В некоторых случаях при повреждениях и воспалении мышц могут быть полезны вишневый сок и куркумин. Однако нужны дополнительные исследования, поскольку эти БАДы могут вызвать ухудшение реакции мышц.

Риски от применения добавок

Производство добавок регламентировано не так строго, как процессы в фармацевтической промышленности. По сути, нет никаких норм, требующих подтвердить заявленную пользу, безопасность или качество. Есть вероятность, что добавка просто не будет работать.

Хуже, если она принесет вред здоровью. Так, в США ежегодно около 23 тысяч человек обращаются в службы скорой помощи в связи с применением пищевых добавок. Есть также многочисленные сообщения о токсичности добавок для печени, возможных проблемах сердечно-сосудистой системы, судорожных приступах и даже смертях, связанных с употреблением добавок для снижения веса.

Кроме того, в пищевых доавках не раз находили вещества, не указанные на упаковке. Причина тому — низкий контроль качества на производствах и намеренное подмешивание посторонних неэффективных ингредиентов. Для профессиональных атлетов это несет огромный риск нарушения антидопинговых правил.

Чтобы минимизировать риск, проверяйте все добавки на сайте организации Informed-Sport. Эта независимая компания тестирует продукты и оценивает качество производства. Проверенные и одобренные продукты имеют логотип Informed-Sport.

Принимать или не принимать — ищем решение

Чтобы принять решение о том, добавлять ли в рацион ту или иную пищевую добавку, стоит ответить себе на несколько вопросов. Схематично процесс выглядит следующим образом:

Рассмотрим каждый из вопросов подробнее.

Почему вы задумались о применении добавок?
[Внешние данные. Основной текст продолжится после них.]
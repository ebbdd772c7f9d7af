use chrono::NaiveDate;
use serde::{Deserialize, Serialize};

use crate::accumulation::{simulate, ContributionSchedule, FeeSchedule, ValuePath};
use crate::error::DcaError;
use crate::series::{PricePoint, PriceSeries};
use crate::DcaResult;

/// Gap, in percentage points, beyond which one side clearly wins.
pub const VERDICT_THRESHOLD_PCT: f64 = 1.0;

const MIN_OVERLAP: usize = 2;

#[derive(Debug, Clone, Copy, PartialEq, Eq, Serialize, Deserialize)]
#[serde(rename_all = "snake_case")]
pub enum Verdict {
    Outperformed,
    Underperformed,
    Comparable,
}

impl Verdict {
    pub fn from_gap(gap_pct: f64) -> Self {
        if gap_pct > VERDICT_THRESHOLD_PCT {
            Verdict::Outperformed
        } else if gap_pct < -VERDICT_THRESHOLD_PCT {
            Verdict::Underperformed
        } else {
            Verdict::Comparable
        }
    }
}

/// One period of the right-aligned portfolio / benchmark overlap.
#[derive(Debug, Clone, Copy, PartialEq, Serialize, Deserialize)]
pub struct AlignedPoint {
    pub date: NaiveDate,
    pub portfolio_value: f64,
    pub benchmark_value: f64,
}

#[derive(Debug, Clone, PartialEq, Serialize, Deserialize)]
pub struct BenchmarkComparison {
    pub aligned_series: Vec<AlignedPoint>,
    pub portfolio_return_pct: f64,
    pub benchmark_return_pct: f64,
    /// Portfolio minus benchmark, in percentage points.
    pub gap_pct: f64,
    pub verdict: Verdict,
    pub benchmark_total_invested: f64,
    pub benchmark_final_value: f64,
}

/// Run the same schedule fee-free against a benchmark and compare returns.
///
/// Both sides are right-truncated to their common length so the comparison
/// is anchored on the most recent overlapping periods: the benchmark is
/// replayed from the start of that overlap, and its return covers only the
/// aligned window. Dates in the aligned series are taken from the portfolio
/// path.
pub fn compare(
    portfolio_path: &ValuePath,
    benchmark_prices: &PriceSeries,
    schedule: &ContributionSchedule,
    portfolio_return_pct: f64,
) -> DcaResult<BenchmarkComparison> {
    let benchmark_valid = benchmark_prices.valid_len();
    if portfolio_path.len() < MIN_OVERLAP || benchmark_valid < MIN_OVERLAP {
        return Err(DcaError::InsufficientOverlap {
            aligned: portfolio_path.len().min(benchmark_valid),
            required: MIN_OVERLAP,
        });
    }
    if !portfolio_return_pct.is_finite() {
        return Err(DcaError::invalid(
            "portfolio_return_pct",
            "must be a finite percentage",
        ));
    }

    let n = portfolio_path.len().min(benchmark_valid);

    // Replay the benchmark over its last `n` valid samples only, so its
    // return covers the same periods as the aligned series.
    let valid: Vec<PricePoint> = benchmark_prices
        .points()
        .iter()
        .filter(|p| p.is_valid())
        .copied()
        .collect();
    let overlap = PriceSeries::new(valid[valid.len() - n..].to_vec())?;
    let benchmark = simulate(&overlap, schedule, &FeeSchedule::none())?;
    let benchmark_return_pct = benchmark.total_return_pct();

    let aligned_series = portfolio_path
        .tail(n)
        .iter()
        .zip(benchmark.value_path.tail(n))
        .map(|(p, b)| AlignedPoint {
            date: p.date,
            portfolio_value: p.net_value,
            benchmark_value: b.net_value,
        })
        .collect();

    let gap_pct = portfolio_return_pct - benchmark_return_pct;
    let verdict = Verdict::from_gap(gap_pct);

    tracing::debug!(
        aligned = n,
        portfolio_return_pct,
        benchmark_return_pct,
        gap_pct,
        ?verdict,
        "benchmark comparison complete"
    );

    Ok(BenchmarkComparison {
        aligned_series,
        portfolio_return_pct,
        benchmark_return_pct,
        gap_pct,
        verdict,
        benchmark_total_invested: benchmark.total_invested,
        benchmark_final_value: benchmark.final_value(),
    })
}
use serde::de::DeserializeOwned;
use std::fs;
use std::path::{Path, PathBuf};

/// Read a JSON file and deserialise into a typed struct.
pub fn read_json<T: DeserializeOwned>(path: &str) -> Result<T, Box<dyn std::error::Error>> {
    let canonical = resolve_path(path)?;
    let contents = fs::read_to_string(&canonical)
        .map_err(|e| format!("Failed to read '{}': {}", canonical.display(), e))?;
    let value: T = serde_json::from_str(&contents)
        .map_err(|e| format!("Failed to parse '{}': {}", canonical.display(), e))?;
    Ok(value)
}

/// Read a JSON or YAML file, chosen by extension.
pub fn read_structured<T: DeserializeOwned>(path: &str) -> Result<T, Box<dyn std::error::Error>> {
    if is_yaml(Path::new(path)) {
        read_yaml(path)
    } else {
        read_json(path)
    }
}

fn read_yaml<T: DeserializeOwned>(path: &str) -> Result<T, Box<dyn std::error::Error>> {
    let canonical = resolve_path(path)?;
    let contents = fs::read_to_string(&canonical)
        .map_err(|e| format!("Failed to read '{}': {}", canonical.display(), e))?;
    let value: T = serde_yaml::from_str(&contents)
        .map_err(|e| format!("Failed to parse '{}': {}", canonical.display(), e))?;
    Ok(value)
}

fn is_yaml(path: &Path) -> bool {
    matches!(
        path.extension().and_then(|e| e.to_str()),
        Some("yaml") | Some("yml")
    )
}

/// Resolve and validate the path, preventing directory traversal.
pub fn resolve_path(path: &str) -> Result<PathBuf, Box<dyn std::error::Error>> {
    let p = Path::new(path);
    let canonical = if p.is_absolute() {
        p.to_path_buf()
    } else {
        std::env::current_dir()?.join(p)
    };

    if !canonical.exists() {
        return Err(format!("File not found: {}", canonical.display()).into());
    }

    if !canonical.is_file() {
        return Err(format!("Not a file: {}", canonical.display()).into());
    }

    Ok(canonical)
}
Здесь стоит точно определить цель их приема и в идеале пройти консультацию врача и сдать необходимые анализы, которые подтвердят, что ваш организм нуждается в тех или иных веществах.

Оценка питания

Очень многие дефициты в организме можно исправить, всего лишь изменив питание. Об этом Джеймс Коллинз подробно пишет в своей книге «Энергетическая ценность», предлагая конкретные рационы для разного образа жизни.

Можно ли это обеспечить с помощью питания?

Если вы понимаете, что соблюдаете ключевые принципы энергетического плана, но все равно нуждаетесь в дополнительных количествах какого-либо вещества, то добавки действительно могут помочь.

Эффективна ли добавка?

Внимательно изучите источники, подтверждающие эффективность добавки. К сожалению, многие заявления «научно доказано» и «подтверждено исследованиями», которые мы видим на продуктах, не соответствуют действительности и подтверждены разве что единичными случаями или наблюдениями специалистов. Достоверный уровень доказательности дают лишь множественные исследования, проведенные по жестким критериям — всегда ищите отсылки именно на них.

Безопасна ли добавка?

Надежен ли источник?

При ответе на эти вопросы вам поможет уже упомянутый сайт Informed-Sport. Ищите проверенный и зарегистрированный продукт с маркировкой.

При пробном применении любой добавки важно следить за ее эффективностью: отслеживать свой вес и состав тела. Если приоритеты меняются, лучше прекратить принимать добавки. Если у вас нет переутомления, не нужно круглый год принимать витамин С и цинк. Вероятнее всего, это вам не поможет (а возможно, даже навредит). При смене приоритетов еще раз ответьте на все вопросы выше, чтобы заново оценить свои потребности.